## Task to carry out
Give again, word for word, every line in the entries below from the line with "claimed.push(method.clone());" up to and including the line with "parents before children", and no other line.

Stored items:
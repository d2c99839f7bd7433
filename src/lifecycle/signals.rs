//! OS signal handling.
//!
//! # Responsibilities
//! - Wait for SIGINT (Ctrl+C) or SIGTERM
//! - Let the caller translate the signal into a shutdown trigger
//!
//! # Design Decisions
//! - Uses Tokio's signal handling (async-safe)
//! - A handler that cannot be installed is logged and never fires

use std::future;

/// Resolve when the process is asked to stop.
pub async fn wait_for_signal() {
    let ctrl_c = async {
        if let Err(e) = tokio::signal::ctrl_c().await {
            tracing::error!(error = %e, "Failed to install Ctrl+C handler");
            future::pending::<()>().await;
        }
    };

    #[cfg(unix)]
    let terminate = async {
        use tokio::signal::unix::{signal, SignalKind};

        match signal(SignalKind::terminate()) {
            Ok(mut stream) => {
                stream.recv().await;
            }
            Err(e) => {
                tracing::error!(error = %e, "Failed to install SIGTERM handler");
                future::pending::<()>().await;
            }
        }
    };

    #[cfg(not(unix))]
    let terminate = future::pending::<()>();

    tokio::select! {
        _ = ctrl_c => tracing::info!("Received Ctrl+C"),
        _ = terminate => tracing::info!("Received SIGTERM"),
    }
}
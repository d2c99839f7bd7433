//! Axum-backed routing engine.
//!
//! # Data Flow
//! ```text
//! TreeBuilder::attach
//!     → mount()   records a scope with its absolute prefix
//!     → handle()  records (absolute path, methods, handler) in order
//!
//! into_router() (once, after the tree is finished):
//!     fail on the first recorded unknown scope
//!     → group registrations by absolute path
//!     → dry-run every path through matchit, conflicts become errors
//!     → one MethodRouter per path, earliest registration wins
//!     → flat axum::Router
//! ```
//!
//! # Design Decisions
//! - Scopes are flattened into absolute paths instead of `Router::nest`,
//!   so a child's `/` registration serves `<mount>/` while the parent's
//!   registration serves `<mount>` and the two never overlap
//! - A method claimed by an earlier registration on the same path is not
//!   registered again; the first any-method registration becomes the
//!   path's method fallback and shadows later ones
//! - A child's `/` registration is dropped when its mount point ends in a
//!   catch-all; the catch-all already serves `<mount>/...`

use std::collections::BTreeMap;

use axum::body::Body;
use axum::http::{Method, Request};
use axum::response::Response;
use axum::routing::{MethodFilter, MethodRouter};
use axum::Router;
use futures_util::future::BoxFuture;

use crate::routing::engine::RoutingEngine;
use crate::routing::error::EngineError;
use crate::routing::handler::{RequestHandler, SharedHandler};
use crate::routing::node::{MethodSet, ScopeId};
use crate::routing::path;

#[derive(Debug)]
struct Scope {
    prefix: String,
}

/// One handler registration, already resolved to an absolute path.
#[derive(Clone)]
pub struct Registration {
    pub path: String,
    pub methods: MethodSet,
    pub handler: SharedHandler,
}

/// Records scopes and registrations, then compiles them into an axum router.
#[derive(Default)]
pub struct AxumEngine {
    scopes: Vec<Scope>,
    registrations: Vec<Registration>,
    errors: Vec<EngineError>,
}

impl AxumEngine {
    pub fn new() -> Self {
        Self::default()
    }

    fn resolve(&mut self, scope: ScopeId) -> Option<String> {
        match self.scopes.get(scope.0) {
            Some(s) => Some(s.prefix.clone()),
            None => {
                tracing::warn!(scope = scope.0, "Unknown scope");
                self.errors.push(EngineError::UnknownScope(scope.0));
                None
            }
        }
    }

    /// Absolute prefix of `scope`.
    pub fn scope_prefix(&self, scope: ScopeId) -> Option<&str> {
        self.scopes.get(scope.0).map(|s| s.prefix.as_str())
    }

    /// Registrations in the order they were made.
    pub fn registrations(&self) -> &[Registration] {
        &self.registrations
    }

    /// Number of distinct absolute paths that will be routed.
    pub fn route_count(&self) -> usize {
        self.grouped().len()
    }

    fn grouped(&self) -> BTreeMap<&str, Vec<&Registration>> {
        let mut by_path: BTreeMap<&str, Vec<&Registration>> = BTreeMap::new();
        for registration in &self.registrations {
            by_path
                .entry(registration.path.as_str())
                .or_default()
                .push(registration);
        }
        by_path
    }

    /// Compile every registration into an axum router.
    ///
    /// Every path is inserted into a scratch `matchit` router first, so a
    /// route axum would refuse surfaces as an error instead of a panic.
    pub fn into_router(self) -> Result<Router, EngineError> {
        if let Some(err) = self.errors.first() {
            return Err(err.clone());
        }

        let grouped = self.grouped();

        let mut matcher = matchit::Router::new();
        for path in grouped.keys() {
            check_route(path)?;
            matcher
                .insert(*path, ())
                .map_err(|source| EngineError::Unroutable {
                    path: path.to_string(),
                    source,
                })?;
        }

        let mut router = Router::new();
        for (path, registrations) in grouped {
            router = router.route(path, method_router(path, &registrations)?);
        }

        Ok(router)
    }
}

impl RoutingEngine for AxumEngine {
    fn root_scope(&mut self, prefix: &str) -> ScopeId {
        self.scopes.push(Scope {
            prefix: path::normalize(prefix),
        });
        ScopeId(self.scopes.len() - 1)
    }

    fn mount(&mut self, parent: ScopeId, prefix: &str) -> ScopeId {
        let prefix = match self.resolve(parent) {
            Some(parent_prefix) => path::join(&parent_prefix, prefix),
            None => path::normalize(prefix),
        };
        self.scopes.push(Scope { prefix });
        ScopeId(self.scopes.len() - 1)
    }

    fn handle(&mut self, scope: ScopeId, path: &str, methods: &MethodSet, handler: SharedHandler) {
        let Some(prefix) = self.resolve(scope) else {
            return;
        };
        if path::normalize(path) == "/" && ends_in_catch_all(&prefix) {
            tracing::debug!(path = %prefix, "Trailing-slash registration covered by catch-all");
            return;
        }

        let path = path::join(&prefix, path);
        tracing::trace!(path = %path, methods = %methods, "Handler registered");
        self.registrations.push(Registration {
            path,
            methods: methods.clone(),
            handler,
        });
    }
}

fn method_router(path: &str, registrations: &[&Registration]) -> Result<MethodRouter, EngineError> {
    let mut router = MethodRouter::new();
    let mut claimed: Vec<Method> = Vec::new();
    let mut has_fallback = false;

    for registration in registrations {
        if has_fallback {
            tracing::debug!(path = %path, methods = %registration.methods, "Registration shadowed");
            continue;
        }

        if registration.methods.is_any() {
            router = router.fallback(endpoint(&registration.handler));
            has_fallback = true;
            continue;
        }

        for method in registration.methods.iter() {
            if claimed.contains(method) {
                tracing::debug!(path = %path, method = %method, "Method already routed");
                continue;
            }
            let filter = MethodFilter::try_from(method.clone()).map_err(|_| {
                EngineError::UnsupportedMethod {
                    path: path.to_string(),
                    method: method.to_string(),
                }
            })?;
            router = router.on(filter, endpoint(&registration.handler));
            claimed.push(method.clone());
        }
    }

    Ok(router)
}

fn endpoint(
    handler: &SharedHandler,
) -> impl Fn(Request<Body>) -> BoxFuture<'static, Response> + Clone + Send + Sync + 'static {
    let handler = handler.clone();
    move |req: Request<Body>| handler.call(req)
}

fn ends_in_catch_all(prefix: &str) -> bool {
    prefix
        .rsplit('/')
        .next()
        .is_some_and(|segment| segment.starts_with("{*"))
}

/// Reject the pre-0.8 capture syntax axum panics on but matchit accepts as
/// static text.
fn check_route(path: &str) -> Result<(), EngineError> {
    for segment in path.split('/') {
        if segment.starts_with(':') {
            return Err(EngineError::InvalidRoute {
                path: path.to_string(),
                reason: "use {name} instead of :name for captures",
            });
        }
        if segment.starts_with('*') {
            return Err(EngineError::InvalidRoute {
                path: path.to_string(),
                reason: "use {*name} instead of *name for wildcards",
            });
        }
    }
    Ok(())
}
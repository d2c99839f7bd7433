//! Observability subsystem.
//!
//! # Data Flow
//! ```text
//! All subsystems produce:
//!     → logging.rs (structured log events)
//!     → metrics.rs (counters, histograms)
//!
//! Consumers:
//!     → Log aggregation (stdout)
//!     → Metrics endpoint (Prometheus scrape)
//! ```
//!
//! # Design Decisions
//! - Structured logging (JSON) for machine parsing
//! - Request ID flows through every HTTP span
//! - Metrics are cheap (atomic increments)

pub mod logging;
pub mod metrics;
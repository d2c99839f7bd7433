//! Startup orchestration.
//!
//! # Responsibilities
//! - Create the root node and bind it to a fresh routing engine
//! - Mount every API module, parents before children
//! - Freeze the tree, publish it to discovery, compile the router
//!
//! # Design Decisions
//! - Fail fast: any attach or compile error aborts startup
//! - Nothing is served from a partially built tree

use std::sync::Arc;

use axum::{middleware, Router};
use thiserror::Error;

use crate::api::{ApiModule, Discovery, SystemModule};
use crate::config::ServiceConfig;
use crate::observability::metrics::track_requests;
use crate::routing::{AxumEngine, BuildError, EngineError, RouteNode, RouteTree, TreeBuilder};

/// Reason the service could not reach a serving state.
#[derive(Debug, Error)]
pub enum StartupError {
    #[error("route tree assembly failed: {0}")]
    Build(#[from] BuildError),

    #[error("router compilation failed: {0}")]
    Engine(#[from] EngineError),
}

/// The frozen route tree and the router compiled from it.
pub struct Assembly {
    pub tree: Arc<RouteTree>,
    pub router: Router,
}

/// Modules mounted by default, in mount order.
pub fn default_modules(config: &ServiceConfig) -> Vec<Box<dyn ApiModule>> {
    vec![Box::new(SystemModule::new(config.api.system_prefix.clone()))]
}

/// Build the route tree with the default modules.
pub fn assemble(config: &ServiceConfig) -> Result<Assembly, StartupError> {
    assemble_with(config, &default_modules(config))
}

/// Build the route tree with an explicit module list.
pub fn assemble_with(
    config: &ServiceConfig,
    modules: &[Box<dyn ApiModule>],
) -> Result<Assembly, StartupError> {
    let discovery = Discovery::new();
    let root = if config.api.discovery_enabled {
        discovery.root_node()
    } else {
        RouteNode::group("/")
    };

    let mut builder = TreeBuilder::new(root, AxumEngine::new())?;
    let root = builder.root();

    for module in modules {
        if let Err(e) = module.mount(&mut builder, root) {
            tracing::error!(module = module.name(), error = %e, "Module failed to mount");
            return Err(e.into());
        }
        tracing::debug!(module = module.name(), "Module mounted");
    }

    let (tree, engine) = builder.finish();
    let tree = Arc::new(tree);
    discovery.publish(tree.clone());

    let route_count = engine.route_count();
    let mut router = engine.into_router()?;
    // route_layer panics on a router without routes.
    if route_count > 0 {
        router = router.route_layer(middleware::from_fn(track_requests));
    }

    for path in tree.collect_leaf_paths() {
        tracing::info!(path = %path, "Endpoint mounted");
    }

    Ok(Assembly { tree, router })
}

#[cfg(test)]
mod tests {
    use super::*;
    use crate::routing::{shared, NodeId};
    use axum::body::Body;
    use axum::http::{Method, Request};

    struct ClashingCaptures;

    impl ApiModule for ClashingCaptures {
        fn name(&self) -> &str {
            "clashing"
        }

        fn mount(&self, builder: &mut TreeBuilder<AxumEngine>, parent: NodeId) -> Result<(), BuildError> {
            let noop = shared(|_req: Request<Body>| async { "" });
            builder.add(parent, RouteNode::endpoint("/users/{id}", [Method::GET], noop.clone()))?;
            builder.add(parent, RouteNode::endpoint("/users/{name}", [Method::GET], noop))?;
            Ok(())
        }
    }

    #[test]
    fn test_default_assembly() {
        let assembly = assemble(&ServiceConfig::default()).unwrap();
        assert_eq!(
            assembly.tree.collect_leaf_paths(),
            vec!["/", "/system/health", "/system/version"]
        );
    }

    #[test]
    fn test_discovery_can_be_disabled() {
        let mut config = ServiceConfig::default();
        config.api.discovery_enabled = false;

        let assembly = assemble(&config).unwrap();
        assert_eq!(
            assembly.tree.collect_leaf_paths(),
            vec!["/system/health", "/system/version"]
        );
    }

    #[test]
    fn test_bad_module_aborts_startup() {
        let mut config = ServiceConfig::default();
        config.api.system_prefix = "system".into();

        let err = assemble(&config).err().unwrap();
        assert!(matches!(err, StartupError::Build(BuildError::InvalidSubPath(_))));
    }

    #[test]
    fn test_no_modules_still_builds() {
        let mut config = ServiceConfig::default();
        config.api.discovery_enabled = false;

        let assembly = assemble_with(&config, &[]).unwrap();
        assert!(assembly.tree.collect_leaf_paths().is_empty());
    }

    #[test]
    fn test_unroutable_module_aborts_startup() {
        let modules: Vec<Box<dyn ApiModule>> = vec![Box::new(ClashingCaptures)];
        let err = assemble_with(&ServiceConfig::default(), &modules).err().unwrap();
        assert!(matches!(err, StartupError::Engine(EngineError::Unroutable { .. })));
    }
}
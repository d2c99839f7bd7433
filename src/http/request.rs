//! Request identification.
//!
//! # Responsibilities
//! - Generate a unique request ID (UUID v4) for requests that lack one
//! - Echo the ID back on the response
//!
//! # Design Decisions
//! - Request ID added as early as possible for tracing
//! - A client-supplied `x-request-id` is kept as-is

use axum::http::{HeaderValue, Request};
use tower_http::request_id::{MakeRequestId, RequestId};
use uuid::Uuid;

pub const X_REQUEST_ID: &str = "x-request-id";

/// Generates UUID v4 request IDs.
#[derive(Debug, Clone, Copy, Default)]
pub struct UuidRequestId;

impl MakeRequestId for UuidRequestId {
    fn make_request_id<B>(&mut self, _request: &Request<B>) -> Option<RequestId> {
        HeaderValue::from_str(&Uuid::new_v4().to_string())
            .ok()
            .map(RequestId::new)
    }
}

#[cfg(test)]
mod tests {
    use super::*;
    use axum::body::Body;

    #[test]
    fn test_ids_are_unique_uuids() {
        let req = Request::new(Body::empty());
        let mut maker = UuidRequestId;

        let a = maker.make_request_id(&req).unwrap();
        let b = maker.make_request_id(&req).unwrap();

        let a = a.header_value().to_str().unwrap().to_string();
        let b = b.header_value().to_str().unwrap().to_string();
        assert_ne!(a, b);
        assert!(Uuid::parse_str(&a).is_ok());
    }
}
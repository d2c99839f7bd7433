//! Composition of independently written modules into one tree.

use axum::body::Body;
use axum::http::{Method, Request, StatusCode};
use axum::response::IntoResponse;
use serde_json::{json, Value};
use tower::ServiceExt;

use usermanager::api::{ApiModule, SystemModule};
use usermanager::config::ServiceConfig;
use usermanager::http::HttpServer;
use usermanager::lifecycle::{assemble_with, StartupError};
use usermanager::routing::{shared, AxumEngine, BuildError, MethodSet, NodeId, RouteNode, TreeBuilder};

/// Auth-shaped module: a structural `/auth` group with leaves two levels deep.
struct AuthModule;

impl ApiModule for AuthModule {
    fn name(&self) -> &str {
        "auth"
    }

    fn mount(&self, builder: &mut TreeBuilder<AxumEngine>, parent: NodeId) -> Result<(), BuildError> {
        let auth = builder.add(parent, RouteNode::group("/auth"))?;

        builder.add(
            auth,
            RouteNode::endpoint("/signup", [Method::POST], shared(|_req: Request<Body>| async { "signup" })),
        )?;
        builder.add(
            auth,
            RouteNode::endpoint("/login", [Method::POST], shared(|_req: Request<Body>| async { "login" })),
        )?;
        builder.add(
            auth,
            RouteNode::endpoint(
                "/userinfo/{id}",
                [Method::GET],
                shared(|req: Request<Body>| async move { req.uri().path().to_string() }),
            ),
        )?;

        let google = builder.add(auth, RouteNode::group("/google"))?;
        builder.add(
            google,
            RouteNode::endpoint("/login", MethodSet::any(), shared(|_req: Request<Body>| async { "google" })),
        )?;
        builder.add(
            google,
            RouteNode::endpoint(
                "/callback",
                MethodSet::any(),
                shared(|_req: Request<Body>| async { StatusCode::TEMPORARY_REDIRECT.into_response() }),
            ),
        )?;

        Ok(())
    }
}

/// Module that tries to attach a malformed segment.
struct BrokenModule;

impl ApiModule for BrokenModule {
    fn name(&self) -> &str {
        "broken"
    }

    fn mount(&self, builder: &mut TreeBuilder<AxumEngine>, parent: NodeId) -> Result<(), BuildError> {
        builder.add(parent, RouteNode::group("posts"))?;
        Ok(())
    }
}

fn server(modules: Vec<Box<dyn ApiModule>>) -> HttpServer {
    let config = ServiceConfig::default();
    let assembly = assemble_with(&config, &modules).unwrap();
    HttpServer::new(config, assembly)
}

async fn send(server: &HttpServer, method: Method, uri: &str) -> (StatusCode, Vec<u8>) {
    let request = Request::builder()
        .method(method)
        .uri(uri)
        .body(Body::empty())
        .unwrap();
    let response = server.router().oneshot(request).await.unwrap();
    let status = response.status();
    let bytes = axum::body::to_bytes(response.into_body(), usize::MAX)
        .await
        .unwrap();
    (status, bytes.to_vec())
}

#[tokio::test]
async fn test_modules_compose_into_one_listing() {
    let server = server(vec![Box::new(AuthModule), Box::new(SystemModule::new("/system"))]);

    let (status, body) = send(&server, Method::GET, "/").await;
    assert_eq!(status, StatusCode::OK);

    let body: Value = serde_json::from_slice(&body).unwrap();
    assert_eq!(
        body,
        json!({
            "paths": [
                "/",
                "/auth/signup",
                "/auth/login",
                "/auth/userinfo/{id}",
                "/auth/google/login",
                "/auth/google/callback",
                "/system/health",
                "/system/version",
            ]
        })
    );
}

#[tokio::test]
async fn test_nested_leaves_are_routed() {
    let server = server(vec![Box::new(AuthModule)]);

    assert_eq!(
        send(&server, Method::POST, "/auth/login").await,
        (StatusCode::OK, b"login".to_vec())
    );
    assert_eq!(
        send(&server, Method::GET, "/auth/google/login").await,
        (StatusCode::OK, b"google".to_vec())
    );
    assert_eq!(
        send(&server, Method::GET, "/auth/google/callback").await.0,
        StatusCode::TEMPORARY_REDIRECT
    );
    assert_eq!(
        send(&server, Method::GET, "/auth/userinfo/7").await,
        (StatusCode::OK, b"/auth/userinfo/7".to_vec())
    );
    assert_eq!(
        send(&server, Method::GET, "/auth/signup").await.0,
        StatusCode::METHOD_NOT_ALLOWED
    );
}

#[tokio::test]
async fn test_tree_paths_match_served_paths() {
    let server = server(vec![Box::new(AuthModule)]);
    let tree = server.tree().clone();

    for path in tree.collect_leaf_paths() {
        let uri = path.replace("{id}", "1");
        let (status, _) = send(&server, Method::OPTIONS, &uri).await;
        // Every listed path is routed: restricted ones answer 405, never 404.
        assert_ne!(status, StatusCode::NOT_FOUND, "{path}");
    }
}

#[test]
fn test_failing_module_aborts_assembly() {
    let modules: Vec<Box<dyn ApiModule>> = vec![Box::new(AuthModule), Box::new(BrokenModule)];
    let err = assemble_with(&ServiceConfig::default(), &modules).err().unwrap();

    assert!(matches!(
        err,
        StartupError::Build(BuildError::InvalidSubPath(ref p)) if p == "posts"
    ));
}
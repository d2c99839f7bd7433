//! Configuration validation.
//!
//! # Responsibilities
//! - Semantic validation (serde handles syntactic)
//! - Validate value ranges (timeouts > 0, addresses parse)
//! - Check that configured prefixes can be attached to the route tree
//!
//! # Design Decisions
//! - Returns all validation errors, not just first
//! - Validation is pure function: ServiceConfig → Result<(), Vec<ValidationError>>
//! - Runs before config is accepted into the system

use std::net::SocketAddr;

use thiserror::Error;

use crate::config::schema::ServiceConfig;
use crate::routing::path::is_valid_sub_path;

const LOG_LEVELS: [&str; 5] = ["trace", "debug", "info", "warn", "error"];

/// A single semantic problem in a configuration.
#[derive(Debug, Clone, PartialEq, Eq, Error)]
pub enum ValidationError {
    #[error("{field}: {value:?} is not a socket address")]
    InvalidAddress { field: &'static str, value: String },

    #[error("{0} must be greater than zero")]
    ZeroTimeout(&'static str),

    #[error("observability.log_level: unknown level {0:?}")]
    UnknownLogLevel(String),

    #[error("{field}: {value:?} is not a valid sub-path")]
    InvalidPrefix { field: &'static str, value: String },
}

/// Check `config` and report every problem found.
pub fn validate_config(config: &ServiceConfig) -> Result<(), Vec<ValidationError>> {
    let mut errors = Vec::new();

    if config.listener.bind_address.parse::<SocketAddr>().is_err() {
        errors.push(ValidationError::InvalidAddress {
            field: "listener.bind_address",
            value: config.listener.bind_address.clone(),
        });
    }

    if config.timeouts.request_secs == 0 {
        errors.push(ValidationError::ZeroTimeout("timeouts.request_secs"));
    }
    if config.timeouts.shutdown_grace_secs == 0 {
        errors.push(ValidationError::ZeroTimeout("timeouts.shutdown_grace_secs"));
    }

    let level = config.observability.log_level.to_lowercase();
    if !LOG_LEVELS.contains(&level.as_str()) {
        errors.push(ValidationError::UnknownLogLevel(
            config.observability.log_level.clone(),
        ));
    }

    if config.observability.metrics_enabled
        && config.observability.metrics_address.parse::<SocketAddr>().is_err()
    {
        errors.push(ValidationError::InvalidAddress {
            field: "observability.metrics_address",
            value: config.observability.metrics_address.clone(),
        });
    }

    if !is_valid_sub_path(&config.api.system_prefix) {
        errors.push(ValidationError::InvalidPrefix {
            field: "api.system_prefix",
            value: config.api.system_prefix.clone(),
        });
    }

    if errors.is_empty() {
        Ok(())
    } else {
        Err(errors)
    }
}
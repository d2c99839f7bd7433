//! HTTP server setup and configuration.
//!
//! # Responsibilities
//! - Wrap the router compiled from the route tree with middleware
//!   (tracing, timeout, request ID, JSON 404 fallback)
//! - Bind server to listener
//! - Drain in-flight requests on shutdown, bounded by a grace period

use std::future::IntoFuture;
use std::sync::Arc;
use std::time::Duration;

use axum::Router;
use tokio::net::TcpListener;
use tokio::sync::broadcast;
use tower_http::{
    request_id::{PropagateRequestIdLayer, SetRequestIdLayer},
    timeout::TimeoutLayer,
    trace::TraceLayer,
};

use crate::config::ServiceConfig;
use crate::http::request::UuidRequestId;
use crate::http::response::not_found;
use crate::lifecycle::Assembly;
use crate::routing::RouteTree;

/// HTTP server for the user-management service.
pub struct HttpServer {
    router: Router,
    tree: Arc<RouteTree>,
    config: ServiceConfig,
}

impl HttpServer {
    /// Create a new HTTP server serving `assembly`.
    pub fn new(config: ServiceConfig, assembly: Assembly) -> Self {
        let router = Self::build_router(&config, assembly.router);
        Self {
            router,
            tree: assembly.tree,
            config,
        }
    }

    /// Wrap the compiled routes with all middleware layers.
    #[allow(deprecated)]
    fn build_router(config: &ServiceConfig, routes: Router) -> Router {
        routes
            .fallback(not_found)
            .layer(TimeoutLayer::new(Duration::from_secs(config.timeouts.request_secs)))
            .layer(PropagateRequestIdLayer::x_request_id())
            .layer(TraceLayer::new_for_http())
            .layer(SetRequestIdLayer::x_request_id(UuidRequestId))
    }

    /// The fully layered router, e.g. for in-process requests.
    pub fn router(&self) -> Router {
        self.router.clone()
    }

    /// The route tree being served.
    pub fn tree(&self) -> &Arc<RouteTree> {
        &self.tree
    }

    /// Get a reference to the config.
    pub fn config(&self) -> &ServiceConfig {
        &self.config
    }

    /// Run the server until `shutdown` fires, then drain.
    pub async fn run(
        self,
        listener: TcpListener,
        mut shutdown: broadcast::Receiver<()>,
    ) -> Result<(), std::io::Error> {
        let addr = listener.local_addr()?;
        tracing::info!(
            address = %addr,
            endpoints = self.tree.collect_leaf_paths().len(),
            "HTTP server starting"
        );

        let grace = Duration::from_secs(self.config.timeouts.shutdown_grace_secs);
        let mut deadline = shutdown.resubscribe();

        let serving = axum::serve(listener, self.router)
            .with_graceful_shutdown(async move {
                let _ = shutdown.recv().await;
                tracing::info!("Shutdown signal received, draining connections");
            })
            .into_future();

        tokio::select! {
            result = serving => result?,
            _ = async {
                let _ = deadline.recv().await;
                tokio::time::sleep(grace).await;
            } => {
                tracing::warn!(grace_secs = grace.as_secs(), "Grace period elapsed, closing open connections");
            }
        }

        tracing::info!("HTTP server stopped");
        Ok(())
    }
}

## Solution for this exercise
            claimed.push(method.clone());
        }
    }

    Ok(router)
}

fn endpoint(
    handler: &SharedHandler,
) -> impl Fn(Request<Body>) -> BoxFuture<'static, Response> + Clone + Send + Sync + 'static {
    let handler = handler.clone();
    move |req: Request<Body>| handler.call(req)
}

fn ends_in_catch_all(prefix: &str) -> bool {
    prefix
        .rsplit('/')
        .next()
        .is_some_and(|segment| segment.starts_with("{*"))
}

/// Reject the pre-0.8 capture syntax axum panics on but matchit accepts as
/// static text.
fn check_route(path: &str) -> Result<(), EngineError> {
    for segment in path.split('/') {
        if segment.starts_with(':') {
            return Err(EngineError::InvalidRoute {
                path: path.to_string(),
                reason: "use {name} instead of :name for captures",
            });
        }
        if segment.starts_with('*') {
            return Err(EngineError::InvalidRoute {
                path: path.to_string(),
                reason: "use {*name} instead of *name for wildcards",
            });
        }
    }
    Ok(())
}
repository d2c99839f7bd7433
//! Observability subsystem.
//!
//! # Data Flow
//! ```text
//! All subsystems produce:
//!     → logging.rs (structured log events)
//!     → metrics.rs (counters, histograms)
//!
//! Consumers:
//!     → Log aggregation (stdout)
//!     → Metrics endpoint (Prometheus scrape)
//! ```
//!
//! # Design Decisions
//! - Structured logging (JSON) for machine parsing
//! - Request ID flows through every HTTP span
//! - Metrics are cheap (atomic increments)

pub mod logging;
pub mod metrics;
repository d2c99839f7bd7433
//! Startup orchestration.
//!
//! # Responsibilities
//! - Create the root node and bind it to a fresh routing engine
//! - Mount every API module, parents before children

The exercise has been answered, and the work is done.